Yours Truly (Part of Your World, #2)(31)
He shrugged again. “Well, ask her to be your girlfriend.”
I stared at him incredulously.
“Not for real. Ask her to help you out.”
When I didn’t reply, he leaned forward on the table. “Look, Briana is cool as hell. She’d probably do it. Especially if you’re her brother’s kidney donor—” He bounced his eyebrows and grinned.
I stared at him a second. “I was a match?”
He shook his head. “You didn’t just match. It was perfect—well, as perfect as it can get, outside of growing your own organs. I mean this kid’s not gonna find anything better, I’ll tell you that.”
A match.
In the last two weeks Zander had sent me for a physical and a mental health evaluation, in addition to the labs. I guess that should have been a good indication that things were lining up. Still, the news surprised me.
“Give me the broad strokes.”
“Okay,” he said, leaning back in the booth. “Well, all the standard surgical risks. Pain, infection, hernia. Bleeding, blood clots. General anesthesia, two-to three-hour surgery for a laparoscopic nephrectomy. Afterward, a couple of follow-up visits. No driving for two weeks, no lifting anything over ten pounds for a month. That’s it. Donors have the same life expectancy as non-donors. You’ll go on with your life.”
I sat back in my seat. “I need to think about this.”
“Of course.”
“It’s not really a good time for me. I’ve got wedding stuff for the next few months.”
“We can schedule it when you want.”
“And I don’t know if Gibson will give me the time off—”
“He will. I already asked him.”
I snorted.
“Look, I’m not trying to pressure you,” he said. “But I’d be lying if I said I didn’t hope you did it. This is the best possible scenario for this kid. And Briana’s a friend of mine, and I want to see her relax a little bit. It’s been hard on her.”

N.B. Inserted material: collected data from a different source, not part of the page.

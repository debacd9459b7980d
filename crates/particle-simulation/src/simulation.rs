//! World state and the per-step state machine

use bytemuck::{Pod, Zeroable};
use glam::Vec2;
use particle_physics::{
    net_force, Bounds, ForceParams, Particle, ParticleKind, RandomizeSummary, Rule, RuleTable,
};
use rand::{Rng, SeedableRng};
use rand_chacha::ChaCha8Rng;

use crate::parallel;
use crate::params::{ConfigError, SimulationParams};

/// Compact per-particle row for display consumers.
///
/// Plain-old-data so renderers can upload the whole snapshot as one byte
/// slice.
#[repr(C)]
#[derive(Clone, Copy, Debug, Pod, Zeroable)]
pub struct RenderInstance {
    pub position: [f32; 2],
    pub color: [f32; 4],
}

/// The simulation world: owns the particle arena, the live rule table and
/// its evaluator-facing snapshot, and the seeded world RNG.
///
/// External collaborators (renderer, editing UI) only read particle state
/// through [`Simulation::particles`]/[`Simulation::render_instances`] and
/// mutate rules through the accessors, which buffer edits until the next
/// step boundary.
pub struct Simulation {
    params: SimulationParams,
    rules: RuleTable,
    rule_snapshot: RuleTable,
    rules_dirty: bool,
    max_speed: f32,
    friction: f32,
    particles: Vec<Particle>,
    scratch: Vec<Particle>,
    rng: ChaCha8Rng,
}

impl Simulation {
    /// Validate `params` and spawn the fixed particle population.
    ///
    /// Particles spawn at uniform positions inside the bounds with
    /// unit-length velocities in uniform random directions. The population
    /// never changes afterwards.
    pub fn new(params: SimulationParams) -> Result<Self, ConfigError> {
        params.validate()?;

        let mut rng = ChaCha8Rng::seed_from_u64(params.seed);
        let total = params.total_particles();
        let mut particles = Vec::with_capacity(total);
        for kind in ParticleKind::ALL {
            for _ in 0..params.counts[kind.index()] {
                let position = Vec2::new(
                    rng.random_range(params.bounds.min.x..=params.bounds.max.x),
                    rng.random_range(params.bounds.min.y..=params.bounds.max.y),
                );
                let velocity = Vec2::from_angle(rng.random_range(0.0..std::f32::consts::TAU));
                particles.push(Particle::new(kind, position, velocity));
            }
        }
        log::info!(
            "spawned {total} particles ({:?} per kind), {} evaluator, batch size {}",
            params.counts,
            if params.use_parallel { "parallel" } else { "serial" },
            params.batch_size,
        );

        Ok(Self {
            max_speed: params.max_speed,
            friction: params.friction,
            rules: RuleTable::new(),
            rule_snapshot: RuleTable::new(),
            rules_dirty: false,
            scratch: Vec::with_capacity(total),
            particles,
            rng,
            params,
        })
    }

    /// Advance the world by one tick of `dt` seconds.
    ///
    /// Phase 1 refreshes the rule snapshot if the table was edited, so a
    /// mutation during step N is first visible in step N+1 and evaluators
    /// never observe a torn table. Phase 2 recomputes every net force from
    /// scratch (serial loop or fork-join evaluator, identical results).
    /// Phase 3 integrates and contains every particle.
    pub fn step(&mut self, dt: f32) {
        if self.rules_dirty {
            self.rule_snapshot.clone_from(&self.rules);
            self.rules_dirty = false;
        }

        let force_params = ForceParams {
            collision_distance: self.params.collision_distance,
            collision_force: self.params.collision_force,
            max_force: self.params.max_force,
        };

        if self.params.use_parallel {
            self.scratch.clear();
            self.scratch.extend_from_slice(&self.particles);
            parallel::compute_net_forces(
                &self.scratch,
                &self.rule_snapshot,
                &force_params,
                &mut self.particles,
                self.params.batch_size,
            );
        } else {
            for index in 0..self.particles.len() {
                let force = net_force(index, &self.particles, &self.rule_snapshot, &force_params);
                self.particles[index].net_force = force;
            }
        }

        for particle in &mut self.particles {
            particle.integrate(dt, self.friction, self.max_speed);
            particle.bounce_off_walls(&self.params.bounds, self.params.bounce_velocity);
        }
    }

    pub fn rule(&self, row: usize, col: usize) -> Rule {
        self.rules.get(row, col)
    }

    /// Replace one rule. The edit is buffered until the next step boundary.
    pub fn set_rule(&mut self, row: usize, col: usize, rule: Rule) {
        self.rules.set(row, col, rule);
        self.rules_dirty = true;
    }

    /// Randomize the whole table and the global tunables, optionally
    /// reseeding the world RNG first. Returns the freshly drawn
    /// max speed and friction for display.
    pub fn randomize_rules(&mut self, seed: Option<u64>) -> RandomizeSummary {
        if let Some(seed) = seed {
            self.rng = ChaCha8Rng::seed_from_u64(seed);
        }
        let summary = self.rules.randomize(&mut self.rng, &self.params.bounds);
        self.max_speed = summary.max_speed;
        self.friction = summary.friction;
        self.rules_dirty = true;
        log::debug!(
            "randomized rules: max_speed={}, friction={}",
            summary.max_speed,
            summary.friction
        );
        summary
    }

    pub fn max_speed(&self) -> f32 {
        self.max_speed
    }

    pub fn set_max_speed(&mut self, max_speed: f32) {
        self.max_speed = max_speed;
    }

    pub fn friction(&self) -> f32 {
        self.friction
    }

    pub fn set_friction(&mut self, friction: f32) {
        self.friction = friction;
    }

    pub fn bounds(&self) -> Bounds {
        self.params.bounds
    }

    /// Read-only view of the live particle state
    pub fn particles(&self) -> &[Particle] {
        &self.particles
    }

    /// Position/color rows for the renderer
    pub fn render_instances(&self) -> Vec<RenderInstance> {
        self.particles
            .iter()
            .map(|p| RenderInstance {
                position: p.position.to_array(),
                color: p.kind.color(),
            })
            .collect()
    }
}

Briana. That was a bonus to doing this, if I was being honest. I liked her. Not that she’d know it was me if I did decide to do it. I wanted to donate anonymously.
“I need to think about it,” I said. It was a big decision.
He nodded. “Okay. But I’m just sayin’. This would definitely get you a wedding date.”
“If I do it, I don’t want anyone knowing it’s me.”
He looked at me like I was speaking in tongues. “Why not? Man, you’d be the hero of the whole ER. They’d probably throw you a damn parade—”
“That is exactly why I don’t want anyone to know. I wouldn’t be doing it for the recognition. I’d be doing it to help him. I don’t like that kind of attention.”
I didn’t even tell anyone it was my last day at Memorial West. I didn’t want anyone to make a big deal about it. I didn’t even like people singing “Happy Birthday” to me. Getting tearful thank-yous from Benny’s family and backslaps and handshakes from strangers was my idea of hell.
“If I do it, we’re doing it anonymously and we’re doing it at the transplant center down at the Mayo in Rochester, not here. I don’t want anyone poking their head into my recovery room.”
He let out a sigh. “All right, all right. It’s your thing, I will respect it. But I still think you should ask her.”
I rubbed my forehead tiredly. “I can’t ask her to do this,” I mumbled.
“Why? What’s the worst thing she can say? No?” He took a swallow of his old-fashioned. “Just tell her what you told me. Level with her. Plus your family’s fucking hilarious. She’d probably have the time of her life over there.”
I let out a long breath. “She’d probably think we’re a bunch of weirdos.”
The idea of her being submerged into that chaos was enough to give me heart palpitations. Grandpa trying to run people into the bushes in his electric wheelchair, Mom talking about sex toys and lubricants, while Jafar squawked profanities. No. God, no.
Zander swayed his tumbler at me. “Your family is awesome. Hell, I’d be your date if I could. And I wanna see if you can pull this shit off.” He chuckled into his glass.
I looked at my phone and the string of texts. They didn’t even need me for this conversation, they were off to the races all on their own. They bought this hook, line, and sinker. And why wouldn’t they?
It felt like some strange self-fulfilling prophecy, like I’d created Briana by speaking the lie into the universe. She was exactly the kind of woman I would like to bring home to my family. Smart, successful, likable—beautiful. And she worked with me, just like I’d alluded to when I told them I was seeing someone. Absolutely nobody would feel sorry for me because my ex was marrying my brother if I showed up with this woman on my arm. She was, for all intents and purposes, perfect.
But I had no idea how to broach this subject with her. At all. And part of me worried that if I did, she’d be so turned off or weirded out by it that she’d stop talking to me altogether.
This new friendship was the only good thing happening to me at the moment. I didn’t want to jeopardize that.
Still, the idea of admitting to my family that there was no girlfriend…I couldn’t tell which scenario was worse: the one where I maybe scared off the only friend I’d made since coming here, or the one where I showed up alone while Amy married Jeremiah and everyone watched to see if I’d die of a broken heart.